# Initialize the accelerator

In [1]:
# remember to install the following dependencies
#! apt-get install libhdf5-dev -y
#! pip install versioned-hdf5

In [2]:
from finn_examples import models
print(list(filter(lambda x: "radioml" in x, dir(models))))

['_radioml_io_shape_dict', 'vgg10_w2a2_radioml']


In [3]:
accel = models.vgg10_w4a3_radioml()
#some systems might require a manual platform setting:
#accel = models.vgg10_w4a3_radioml("ZCU102")

  round(freq_high / q0, 5)))


In [4]:
print("Expected input shape and datatype: %s %s" % (str(accel.ishape_normal(0)), str(accel.idt(0))))
print("Expected output shape and datatype: %s %s" % (str(accel.oshape_normal(0)), str(accel.odt(0))))

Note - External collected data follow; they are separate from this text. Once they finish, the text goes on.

//! Serial port transport
//!
//! Drives the bus through a USB/RS-485 or SDI-12 adapter exposed as a
//! serial port. SDI-12 runs at 1200 baud, 7 data bits, even parity, 1 stop bit.

use serde::{Deserialize, Serialize};
use serialport::{SerialPort, SerialPortInfo, SerialPortType};
use std::io::{self, Read, Write};
use std::time::Duration;

use super::{ProtocolError, Transport, DEFAULT_BAUD_RATE};

/// Parity setting
#[derive(Debug, Clone, Copy, PartialEq, Eq, Serialize, Deserialize)]
#[serde(rename_all = "lowercase")]
pub enum LineParity {
    /// No parity bit
    None,
    /// Even parity (SDI-12)
    Even,
    /// Odd parity
    Odd,
}

impl From<LineParity> for serialport::Parity {
    fn from(parity: LineParity) -> Self {
        match parity {
            LineParity::None => serialport::Parity::None,
            LineParity::Even => serialport::Parity::Even,
            LineParity::Odd => serialport::Parity::Odd,
        }
    }
}

/// Serial port settings
#[derive(Debug, Clone, PartialEq, Serialize, Deserialize)]
#[serde(default)]
pub struct SerialConfig {
    /// Port name (e.g. "/dev/ttyUSB0" or "COM3")
    pub port_name: String,
    /// Line speed, 1200 for SDI-12
    pub baud_rate: u32,
    /// 7 or 8
    pub data_bits: u8,
    /// Parity bit
    pub parity: LineParity,
    /// 1 or 2
    pub stop_bits: u8,
    /// Driver-level read timeout. Reads never block on it since bytes are
    /// only read once `bytes_to_read` reports them.
    pub poll_timeout_ms: u64,
}

impl Default for SerialConfig {
    fn default() -> Self {
        Self {
            port_name: String::new(),
            baud_rate: DEFAULT_BAUD_RATE,
            data_bits: 7,
            parity: LineParity::Even,
            stop_bits: 1,
            poll_timeout_ms: 10,
        }
    }
}

impl SerialConfig {
    /// SDI-12 line settings on `port_name`
    pub fn new(port_name: impl Into<String>) -> Self {
        Self {
            port_name: port_name.into(),
            ..Self::default()
        }
    }

    fn data_bits(&self) -> Result<serialport::DataBits, ProtocolError> {
        match self.data_bits {
            5 => Ok(serialport::DataBits::Five),
            6 => Ok(serialport::DataBits::Six),
            7 => Ok(serialport::DataBits::Seven),
            8 => Ok(serialport::DataBits::Eight),
            n => Err(ProtocolError::SerialError(format!("unsupported data bits: {}", n))),
        }
    }

    fn stop_bits(&self) -> Result<serialport::StopBits, ProtocolError> {
        match self.stop_bits {
            1 => Ok(serialport::StopBits::One),
            2 => Ok(serialport::StopBits::Two),
            n => Err(ProtocolError::SerialError(format!("unsupported stop bits: {}", n))),
        }
    }
}

/// [`Transport`] over a native serial port.
///
/// The port is opened on [`Transport::open`] and dropped on
/// [`Transport::close`], so it is only held for the duration of one exchange.
pub struct SerialTransport {
    config: SerialConfig,
    port: Option<Box<dyn SerialPort>>,
}

impl SerialTransport {
    /// Closed transport; the port is opened by [`Transport::open`]
    pub fn new(config: SerialConfig) -> Self {
        Self { config, port: None }
    }

    /// Line settings
    pub fn config(&self) -> &SerialConfig {
        &self.config
    }

    /// Whether the port is currently held
    pub fn is_open(&self) -> bool {
        self.port.is_some()
    }

    fn port(&mut self) -> io::Result<&mut Box<dyn SerialPort>> {
        self.port
            .as_mut()
            .ok_or_else(|| io::Error::new(io::ErrorKind::NotConnected, ProtocolError::NotOpen))
    }
}

fn to_io(err: ProtocolError) -> io::Error {
    io::Error::new(io::ErrorKind::InvalidInput, err)
}

impl Transport for SerialTransport {
    fn open(&mut self) -> io::Result<()> {
        if self.port.is_some() {
            return Ok(());
        }

        let port = serialport::new(&self.config.port_name, self.config.baud_rate)
            .data_bits(self.config.data_bits().map_err(to_io)?)
            .parity(self.config.parity.into())
            .stop_bits(self.config.stop_bits().map_err(to_io)?)
            .flow_control(serialport::FlowControl::None)
            .timeout(Duration::from_millis(self.config.poll_timeout_ms))
            .open()?;

        // Drop anything the adapter buffered while the port was closed
        port.clear(serialport::ClearBuffer::All)?;

        tracing::debug!(port = %self.config.port_name, baud = self.config.baud_rate, "serial port opened");
        self.port = Some(port);
        Ok(())
    }

    fn close(&mut self) -> io::Result<()> {
        if self.port.take().is_some() {
            tracing::debug!(port = %self.config.port_name, "serial port closed");
        }
        Ok(())
    }

    fn send_raw(&mut self, bytes: &[u8]) -> io::Result<()> {
        self.port()?.write_all(bytes)
    }

    fn flush(&mut self) -> io::Result<()> {
        self.port()?.flush()
    }

    fn read_byte(&mut self) -> io::Result<Option<u8>> {
        let port = self.port()?;
        if port.bytes_to_read()? == 0 {
            return Ok(None);
        }

        let mut byte = [0u8; 1];
        match port.read(&mut byte) {
            Ok(0) => Ok(None),
            Ok(_) => Ok(Some(byte[0])),
            Err(e) if e.kind() == io::ErrorKind::TimedOut || e.kind() == io::ErrorKind::WouldBlock => {
                Ok(None)
            }
            Err(e) => Err(e),
        }
    }
}

/// An available serial port
#[derive(Debug, Clone, PartialEq, Eq)]
pub struct PortInfo {
    /// Port name (e.g., "/dev/ttyUSB0" or "COM3")
    pub name: String,
    /// USB vendor/product ID, for USB adapters
    pub usb_id: Option<(u16, u16)>,
    /// Product string reported by the adapter
    pub product: Option<String>,
    /// Adapter serial number
    pub serial_number: Option<String>,
}

impl From<SerialPortInfo> for PortInfo {
    fn from(info: SerialPortInfo) -> Self {
        match info.port_type {
            SerialPortType::UsbPort(usb) => Self {
                name: info.port_name,
                usb_id: Some((usb.vid, usb.pid)),
                product: usb.product,
                serial_number: usb.serial_number,
            },
            _ => Self {
                name: info.port_name,
                usb_id: None,
                product: None,
                serial_number: None,
            },
        }
    }
}

/// USB adapters first (ttyUSB*, then ttyACM*, numerically), everything else by name
fn port_sort_key(name: &str) -> (u8, usize, String) {
    let basename = name.rsplit('/').next().unwrap_or(name).to_string();
    for (rank, prefix) in [(0u8, "ttyUSB"), (1, "ttyACM")] {
        if let Some(rest) = basename.strip_prefix(prefix) {
            let num = rest.parse::<usize>().unwrap_or(usize::MAX);
            return (rank, num, basename);
        }
    }
    (2, 0, basename)
}

/// List serial ports that could carry the bus, in a stable order
pub fn list_ports() -> Vec<PortInfo> {
    let mut ports: Vec<PortInfo> = serialport::available_ports()
        .unwrap_or_default()
        .into_iter()
        .map(PortInfo::from)
        .collect();
    ports.sort_by_key(|p| port_sort_key(&p.name));
    ports.dedup_by(|a, b| a.name == b.name);
    ports
}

Expected input shape and datatype: (1, 1024, 1, 2) DataType.INT8
Expected output shape and datatype: (1, 1) DataType.UINT8


# Load RadioML 2018 dataset

In [5]:
import numpy as np
import math
import pickle
import os
import h5py

dataset_dir = "/mnt/radioml_2018"
print(dataset_dir)

/mnt/radioml_2018


In [6]:
h5_file = h5py.File(dataset_dir + "/GOLD_XYZ_OSC.0001_1024.hdf5",'r')
data_h5 = h5_file['X']
label_mod = np.argmax(h5_file['Y'], axis=1) # comes in one-hot encoding
label_snr = h5_file['Z'][:,0]

# assemble list of test set indices
# do not pre-load large dataset into memory
np.random.seed(2018)
test_indices = []
for mod in range(0, 24): #all modulations (0 to 23)
    for snr_idx in range(0, 26): #all SNRs (0 to 25 = -20dB to +30dB)
        start_idx = 26*4096*mod + 4096*snr_idx
        indices_subclass = list(range(start_idx, start_idx+4096))

        split = int(np.ceil(0.1 * 4096)) #90%/10% split
        np.random.shuffle(indices_subclass)
        train_indices_subclass, val_indices_subclass = indices_subclass[split:], indices_subclass[:split]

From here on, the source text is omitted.